Cada uno de esos personajes tiene su momento. “Hubo tandas de producción, épocas de efervescencia. Después me dedico a buscar variantes dentro de lo mismo. Ahora estoy en una etapa de cambiar la escala de las obras: agrandarlas, llevarlas a otras dimensiones. Algunas las modifico digitalmente, con la ayuda de alguien que traduce mis manos en la pantalla. Es algo nuevo para mí, pero sigue siendo mi obra.”
Vivir del arte
Hoy Manuel puede decir que vive de lo que ama. Pero el camino no fue inmediato.
“Después de la carrera pasé años medio perdido, sin saber cómo insertarme. En 2005 llevé unas piezas a un local en Recoleta que vendía solo arte. Fui con timidez, casi pidiendo disculpas. Me pidieron obras grandes, y justo era una época en que se vendía mucho afuera, por el turismo y el dólar. Eso me abrió puertas. A partir de ahí conecté con galerías, especialmente en Uruguay.”
Desde entonces, su obra recorrió el mundo: Portugal, España, Suiza, Uruguay. “En Montreux hice una exposición preciosa. También participé en ferias colectivas. Y vendí desde acá para lugares rarísimos. Ya ni sé dónde están algunas esculturas. Tendría que hacer un mapamundi y marcar dónde viven mis obras.”
Pero su vínculo con el público va más allá de lo comercial. “Las exposiciones para mí son celebraciones. La mayoría de los artistas expone para vender. Yo si vendo, buenísimo. Pero lo hago para compartir, para celebrar. Me divierte mostrar algo nuevo, una idea, un rumbo.”
Las redes sociales también se convirtieron en aliadas. “Han ayudado mucho. Hoy tengo un ritmo de ventas sostenido. Pero lo importante sigue siendo crear, disfrutar el proceso.”
El arte como espacio vital
Además de artista, Manuel es docente en la Universidad Nacional de las Artes. “Tengo muchos alumnos por cuatrimestre. Y lo lindo es que no todos buscan vivir del arte. Algunos escriben, otros se van hacia la curaduría o la historia del arte. Es un universo enorme.”
Su forma de enseñar tiene el mismo tono con el que habla: tranquilo, empático, paciente. “Hay algo de mi mamá maestra, creo. Ella me transmitió esa vocación de acompañar.”

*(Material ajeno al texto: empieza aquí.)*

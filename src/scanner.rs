// src/scanner.rs

use crate::config::PathOverride;
use crate::error::{ConfigError, ReaderError};
use crate::extractor;
use crate::materializer::FileMaterializer;
use crate::model::{
    ChangedFile, ProcessedFileRecord, RepositorySkip, ScanAbort, SearchCriteria, SkipReason,
};
use crate::reader::{OpenRepository, RepositoryReader};
use crate::report::RunReport;
use indicatif::{ParallelProgressIterator, ProgressBar};
use rayon::prelude::*;
use std::collections::BTreeSet;
use std::fs;
use std::path::{Path, PathBuf};

/// Changed files of one repository, ready to be copied
#[derive(Debug)]
struct RepositoryPlan {
    path: PathBuf,
    changed: BTreeSet<ChangedFile>,
}

enum Step {
    Skip(SkipReason),
    Abort(ScanAbort),
    Ready(RepositoryPlan),
}

/// Drives extraction and materialization over every project directory under a root
pub struct RepositoryScanner<R: RepositoryReader> {
    reader: R,
    criteria: SearchCriteria,
    materializer: FileMaterializer,
    overrides: Vec<PathOverride>,
    jobs: usize,
    progress: bool,
}

impl<R: RepositoryReader> RepositoryScanner<R> {
    pub fn new(reader: R, criteria: SearchCriteria, materializer: FileMaterializer) -> Self {
        Self {
            reader,
            criteria,
            materializer,
            overrides: Vec::new(),
            jobs: 1,
            progress: false,
        }
    }

    pub fn with_overrides(mut self, overrides: Vec<PathOverride>) -> Self {
        self.overrides = overrides;
        self
    }

    pub fn with_jobs(mut self, jobs: usize) -> Self {
        self.jobs = jobs.max(1);
        self
    }

    pub fn with_progress(mut self, progress: bool) -> Self {
        self.progress = progress;
        self
    }

    /// Scans every candidate in order. Returns an error only for problems found
    /// before the first repository is opened; everything later lands in the report.
    pub fn scan(&self, root: &Path) -> Result<RunReport, ConfigError> {
        let candidates =
            enumerate_candidates(root, self.materializer.output_dir(), &self.overrides)?;
        tracing::info!("Found {} projects to search in {}", candidates.len(), root.display());

        let mut report = RunReport::new();
        let mut planned = Vec::new();

        let bar = self.progress_bar(candidates.len());
        bar.set_message("Scanning repositories");

        for path in candidates {
            match self.plan_repository(&path) {
                Step::Skip(reason) => {
                    match reason {
                        SkipReason::NotARepository | SkipReason::BranchMissing => {
                            tracing::info!("Skipping {}: {}", path.display(), reason)
                        }
                        _ => tracing::warn!("Skipping {}: {}", path.display(), reason),
                    }
                    report.skip(RepositorySkip {
                        repository_path: path,
                        reason,
                    });
                }
                Step::Abort(abort) => {
                    tracing::error!(
                        "{}; check out '{}' before searching. Stopping.",
                        abort,
                        abort.branch
                    );
                    report.abort(abort);
                    break;
                }
                Step::Ready(plan) if self.jobs > 1 => planned.push(plan),
                Step::Ready(plan) => report.accumulate(materialize_plan(&self.materializer, &plan)),
            }
            bar.inc(1);
        }
        bar.finish_and_clear();

        if !planned.is_empty() {
            for records in self.materialize_parallel(&planned) {
                report.accumulate(records);
            }
        }

        Ok(report)
    }

    /// All git work for one repository. The handle is dropped on return.
    fn plan_repository(&self, path: &Path) -> Step {
        let repo = match self.reader.open(path) {
            Ok(repo) => repo,
            Err(ReaderError::NotARepository(_)) => {
                return Step::Skip(SkipReason::NotARepository)
            }
            Err(e) => return Step::Skip(SkipReason::OpenFailed(e.to_string())),
        };
        tracing::debug!("Configure project repo: {}", path.display());

        let branches = match repo.branches() {
            Ok(branches) => branches,
            Err(e) => return Step::Skip(SkipReason::ReadFailed(e.to_string())),
        };
        let Some(branch) = branches.iter().find(|b| b.name == self.criteria.branch_name) else {
            return Step::Skip(SkipReason::BranchMissing);
        };
        if !branch.is_checked_out {
            return Step::Abort(ScanAbort {
                repository_path: path.to_path_buf(),
                branch: branch.name.clone(),
                checked_out: repo.head_branch(),
            });
        }

        tracing::info!("Search for project repo: {} in progress...", path.display());
        let commits = match repo.commits(&branch.name) {
            Ok(commits) => commits,
            Err(e) => return Step::Skip(SkipReason::ReadFailed(e.to_string())),
        };
        let total = commits.len();
        let matching: Vec<_> = commits.into_iter().filter(|c| self.criteria.matches(c)).collect();
        tracing::debug!("{} of {} commits match in {}", matching.len(), total, path.display());

        if matching.is_empty() {
            return Step::Skip(SkipReason::NoMatchingCommits);
        }

        Step::Ready(RepositoryPlan {
            path: path.to_path_buf(),
            changed: extractor::extract(&repo, &matching),
        })
    }

    fn materialize_parallel(&self, plans: &[RepositoryPlan]) -> Vec<Vec<ProcessedFileRecord>> {
        let materializer = &self.materializer;
        let bar = self.progress_bar(plans.len());
        bar.set_message("Copying files");

        let pool = match rayon::ThreadPoolBuilder::new().num_threads(self.jobs).build() {
            Ok(pool) => pool,
            Err(e) => {
                tracing::warn!("Falling back to sequential copy: {}", e);
                return plans.iter().map(|plan| materialize_plan(materializer, plan)).collect();
            }
        };

        let results: Vec<Vec<ProcessedFileRecord>> = pool.install(|| {
            plans
                .par_iter()
                .progress_with(bar.clone())
                .map(|plan| materialize_plan(materializer, plan))
                .collect()
        });
        bar.finish_and_clear();
        results
    }

    fn progress_bar(&self, len: usize) -> ProgressBar {
        if self.progress {
            ProgressBar::new(len as u64)
        } else {
            ProgressBar::hidden()
        }
    }
}

fn materialize_plan(
    materializer: &FileMaterializer,
    plan: &RepositoryPlan,
) -> Vec<ProcessedFileRecord> {
    let records = materializer.materialize(&plan.path, &plan.changed);

    let copied = records.iter().filter(|r| r.succeeded).count();
    tracing::info!("Copied {} files for project repo: {}", copied, plan.path.display());
    if copied < records.len() {
        tracing::warn!(
            "Some files not processed for project repo: {}, not processed files: {}",
            plan.path.display(),
            records.len() - copied
        );
    }
    records
}

/// Immediate subdirectories of `root` in name order, without `output_dir`,
/// with path overrides applied.
pub fn enumerate_candidates(
    root: &Path,
    output_dir: &Path,
    overrides: &[PathOverride],
) -> Result<Vec<PathBuf>, ConfigError> {
    if !root.is_dir() {
        return Err(ConfigError::RootMissing(root.to_path_buf()));
    }
    let list_err = |source: std::io::Error| ConfigError::ListRoot {
        path: root.to_path_buf(),
        source,
    };
    let root = root.canonicalize().map_err(list_err)?;

    let mut dirs = Vec::new();
    for entry in fs::read_dir(&root).map_err(list_err)? {
        let path = entry.map_err(list_err)?.path();
        if !path.is_dir() {
            continue;
        }
        if path == output_dir || path.canonicalize().is_ok_and(|p| p == output_dir) {
            continue;
        }
        dirs.push(path);
    }
    dirs.sort();

    if dirs.is_empty() {
        return Err(ConfigError::NoCandidates(root));
    }

    Ok(dirs
        .into_iter()
        .map(|dir| apply_overrides(&root, dir, overrides))
        .collect())
}

fn apply_overrides(root: &Path, dir: PathBuf, overrides: &[PathOverride]) -> PathBuf {
    let name = dir.file_name().map(Path::new);
    let hit = overrides
        .iter()
        .find(|o| o.match_path == dir || Some(o.match_path.as_path()) == name);

    match hit {
        Some(o) => {
            let rewritten = root.join(&o.rewritten_path);
            tracing::info!("Using {} in place of {}", rewritten.display(), dir.display());
            rewritten
        }
        None => dir,
    }
}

Manuel transmite una serenidad profunda. Estar a su lado se siente como bajar un cambio. Hay una coherencia entre su modo de ser y su obra: simpleza, calma, humanidad. El lujo de la sencillez
La celebración de lo nuevo
El 28 de noviembre, Manuel presentará una nueva muestra en una galería de arte de Buenos Aires. Una cita que espera con entusiasmo, más como un reencuentro que como un evento.
“Me gusta conocer gente, me divierte. Y esta muestra es eso: una excusa para reunirnos, para celebrar. A veces las ideas nuevas son apenas una intención, pero compartirlas siempre vale la pena.”
Su taller, lleno de cuerpos suspendidos, gestos quietos y miradas suaves, parece un espejo de su mundo interior. En cada escultura hay algo de él, algo de ese hombre que aprendió a dibujar en el aire, a darle forma al silencio y a celebrar la vida a través del arte.